Wethouder Roeland van der Schaaf (PvdA) noemt een lawaaiprotest op de Nationale Dodenherdenking een vorm van geweld die daarnaast ook nog eens respectloos en kwetsend is. De wethouder doet de uitspraak in een persoonlijk bericht op zijn Facebook-pagina.

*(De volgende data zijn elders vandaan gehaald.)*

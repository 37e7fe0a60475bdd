use crate::{
    client::model::error::ApiError,
    model::{
        api::MessageDto,
        department::{CreateDepartmentDto, DepartmentDto, UpdateDepartmentDto},
    },
};

use super::{helper::parse_response, FacultyClient};

impl FacultyClient {
    /// Get all departments
    pub async fn get_departments(&self) -> Result<Vec<DepartmentDto>, ApiError> {
        let response = self.http.get(self.url("/departments")).send().await?;
        parse_response(response).await
    }

    /// Get a department by ID
    pub async fn get_department(&self, id: i32) -> Result<DepartmentDto, ApiError> {
        let response = self
            .http
            .get(self.url(&format!("/departments/{}", id)))
            .send()
            .await?;
        parse_response(response).await
    }

    /// Create a new department
    pub async fn create_department(
        &self,
        payload: &CreateDepartmentDto,
    ) -> Result<DepartmentDto, ApiError> {
        let response = self
            .http
            .post(self.url("/departments"))
            .json(payload)
            .send()
            .await?;
        parse_response(response).await
    }

    /// Update a department
    pub async fn update_department(
        &self,
        id: i32,
        payload: &UpdateDepartmentDto,
    ) -> Result<DepartmentDto, ApiError> {
        let response = self
            .http
            .put(self.url(&format!("/departments/{}", id)))
            .json(payload)
            .send()
            .await?;
        parse_response(response).await
    }

    /// Delete a department
    pub async fn delete_department(&self, id: i32) -> Result<MessageDto, ApiError> {
        let response = self
            .http
            .delete(self.url(&format!("/departments/{}", id)))
            .send()
            .await?;
        parse_response(response).await
    }
}
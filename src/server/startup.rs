use axum::http::HeaderValue;
use tower_http::cors::CorsLayer;

use crate::server::{
    config::Config,
    error::{config::ConfigError, AppError},
};

/// Connects to the database and runs pending migrations.
///
/// Establishes a connection pool using the connection string from configuration, then runs
/// all pending SeaORM migrations so the schema (including unique indexes and foreign keys)
/// is up to date before any request is served.
///
/// # Arguments
/// - `config` - Application configuration containing the database URL
///
/// # Returns
/// - `Ok(DatabaseConnection)` - Connected database with migrations applied
/// - `Err(AppError)` - Failed to connect to database or run migrations
pub async fn connect_to_database(config: &Config) -> Result<sea_orm::DatabaseConnection, AppError> {
    use migration::{Migrator, MigratorTrait};
    use sea_orm::{ConnectOptions, Database};

    let mut opt = ConnectOptions::new(&config.database_url);
    opt.sqlx_logging(false);

    let db = Database::connect(opt).await?;

    Migrator::up(&db, None).await?;

    tracing::info!("Database connected and migrations applied");

    Ok(db)
}

/// Builds the CORS layer admitting only the configured origin.
pub fn cors_layer(config: &Config) -> Result<CorsLayer, AppError> {
    use axum::http::{header, Method};

    let origin =
        HeaderValue::from_str(&config.cors_origin).map_err(|e| ConfigError::InvalidEnvVar {
            name: "CORS_ORIGIN".to_string(),
            value: config.cors_origin.clone(),
            reason: e.to_string(),
        })?;

    Ok(CorsLayer::new()
        .allow_origin(origin)
        .allow_methods([Method::GET, Method::POST, Method::PUT, Method::DELETE])
        .allow_headers([header::CONTENT_TYPE, header::AUTHORIZATION])
        .allow_credentials(true))
}
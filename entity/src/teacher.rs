use sea_orm::entity::prelude::*;

#[derive(Clone, Debug, PartialEq, DeriveEntityModel, Eq)]
#[sea_orm(table_name = "teacher")]
pub struct Model {
    #[sea_orm(primary_key)]
    pub id: i32,
    #[sea_orm(unique)]
    pub teacher_id: String,
    pub full_name: String,
    pub date_of_birth: Date,
    pub department_id: i32,
    pub degree_id: i32,
    #[sea_orm(unique)]
    pub email: String,
    pub phone_number: String,
    pub join_date: Date,
    pub created_at: DateTimeUtc,
    pub updated_at: DateTimeUtc,
}

#[derive(Copy, Clone, Debug, EnumIter, DeriveRelation)]
pub enum Relation {
    #[sea_orm(
        belongs_to = "super::department::Entity",
        from = "Column::DepartmentId",
        to = "super::department::Column::Id",
        on_update = "Cascade",
        on_delete = "NoAction"
    )]
    Department,
    #[sea_orm(
        belongs_to = "super::degree::Entity",
        from = "Column::DegreeId",
        to = "super::degree::Column::Id",
        on_update = "Cascade",
        on_delete = "NoAction"
    )]
    Degree,
}

impl Related<super::department::Entity> for Entity {
    fn to() -> RelationDef {
        Relation::Department.def()
    }
}

impl Related<super::degree::Entity> for Entity {
    fn to() -> RelationDef {
        Relation::Degree.def()
    }
}

impl ActiveModelBehavior for ActiveModel {}
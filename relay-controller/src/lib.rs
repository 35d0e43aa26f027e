//! # relay-controller
//!
//! The operator side of a relay session. Dials the agent, keeps the link
//! alive through the [`ReconnectionManager`], uploads files and runs
//! clipboard sync over a [`ControlChannel`].
//!
//! [`ReconnectionManager`]: relay_core::ReconnectionManager
//! [`ControlChannel`]: relay_core::ControlChannel

pub mod service;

In het bericht schrijft de politicus dat hij zelf vrijdagavond mee loopt in de Stille tocht in de stad. Ook de rest van zijn familie is actief bij verschillende herdenkingen die in de gemeente georganiseerd worden. “Vrijheid is niet vanzelfsprekend. Vrede ook niet. En voor democratie moet je altijd blijven strijden om het in stand te houden”, schrijft de wethouder. Dat Van der Schaaf zo betrokken is bij deze dag komt omdat zijn pake (opa, red.) tussen 1946 en 1949 deel heeft genomen aan de politionele acties in Nederlands-Indië om de kolonie weer onder Nederlands bewind te krijgen. “Mijn pake overleefde het, maar een aantal van zijn kameraden niet.”
Verkeerde oorlog
Van der Schaaf erkent dat de strijd in de oost een verkeerde oorlog was. “Maar de Nederlandse jongeren die daar als soldaten heen werden gestuurd zijn daarom niet fout.” De politicus vindt het om die reden stuitend dat er mensen zijn die de ‘schone stilte’ op 4 mei wilden verbreken met een lawaaiig protest. “En ze noemen de gevallenen in de koloniale oorlogen ook nog eens oorlogsmisdadigers. Respectloos en kwetsend. Schreeuwen is in mijn optiek op zo’n moment een vorm van geweld. En geweld past niet in een vrije samenleving.”
Actiegroep
Van der Schaaf doelt daarmee op de berichten van een actiegroep die in Amsterdam tijdens de Nationale Dodenherdenking vrijdagavond lawaai wilden maken. De groep liet vrijdagochtend weten van de actie af te zien, omdat ze hun doel de afgelopen dagen behaald hebben vanwege alle aandacht die er hiervoor geweest is.
Hieronder het volledige bericht dat Van der Schaaf op zijn Facebook-pagina plaatste:
Vanavond loop ik weer mee met de Stille tocht in de stad. Mijn zoon Sjoerd doet dat in Hoogkerk samen met zijn scoutinggroep. En de rest van ons gezin loopt ook mee, in Stad of Hoogkerk.
Vrijheid is niet vanzelfsprekend. Vrede ook niet. En voor democratie moet je altijd blijven strijden om het in stand te houden.
Het is daarom ontzettend belangrijk om hen te blijven herdenken die daarvoor het leven lieten.
Het mooie van de 2 minuten stilte is dat iedereen tijdens die minuten zijn eigen ‘herdenking’ kan vormgeven. Iedereen is gelijk. De stilte geeft de ruimte en de vrijheid om de persoonlijke aandacht te geven aan dat wat je zelf het meest raakt. Tegelijkertijd is de stilte een krachtig collectief gebaar. Het geeft individuele ruimte en is verbindend tegelijk.
Zo sta ik zelf ook altijd stil bij mijn Pake die, op gezag van de Nederlandse regering, tussen 1946-1949 op Java deelnam aan de “politionele acties”. Hij werd als 20 jarige jongen naar de Tropen gestuurd. Naar een volkomen onbekend gebied. Zeker voor een jongeman die buiten delen van Friesland en Groningen nog weinig van de wereld had gezien. Net na de oorlog in eigen land.
Mijn Pake overleefde het, maar een aantal van zijn kameraden niet. Omdat hij het overleefde kon hij terug in Friesland voor het eerst zijn dochter zien, mijn moeder. Ze was toen al drie jaar oud. Ook kreeg hij thuis van sommige Nederlanders te horen dat hij beter in “Indië” had kunnen blijven. Want er was geen werk voor mensen zoals hij die “de oorlog hebben verloren”….
Het was een verkeerde oorlog. Maar de Nederlandse jongeren die daar als soldaten heen werden gestuurd zijn daarom niet fout.
Daarom vind ik het stuitend dat er mensen zijn die deze schone stilte op 4 mei wilden verbreken met een lawaaiig protest. En ze noemen de gevallenen in de koloniale oorlogen ook nog eens oorlogsmisdadigers. Respectloos en kwetsend.
Schreeuwen is in mijn optiek op zo’n moment een vorm van geweld. En geweld past niet in een vrije samenleving.
Maar in Groningen, Haren, Ten Boer en Hoogkerk zijn we vanavond stil. Ik ook met mijn eigen gedachten.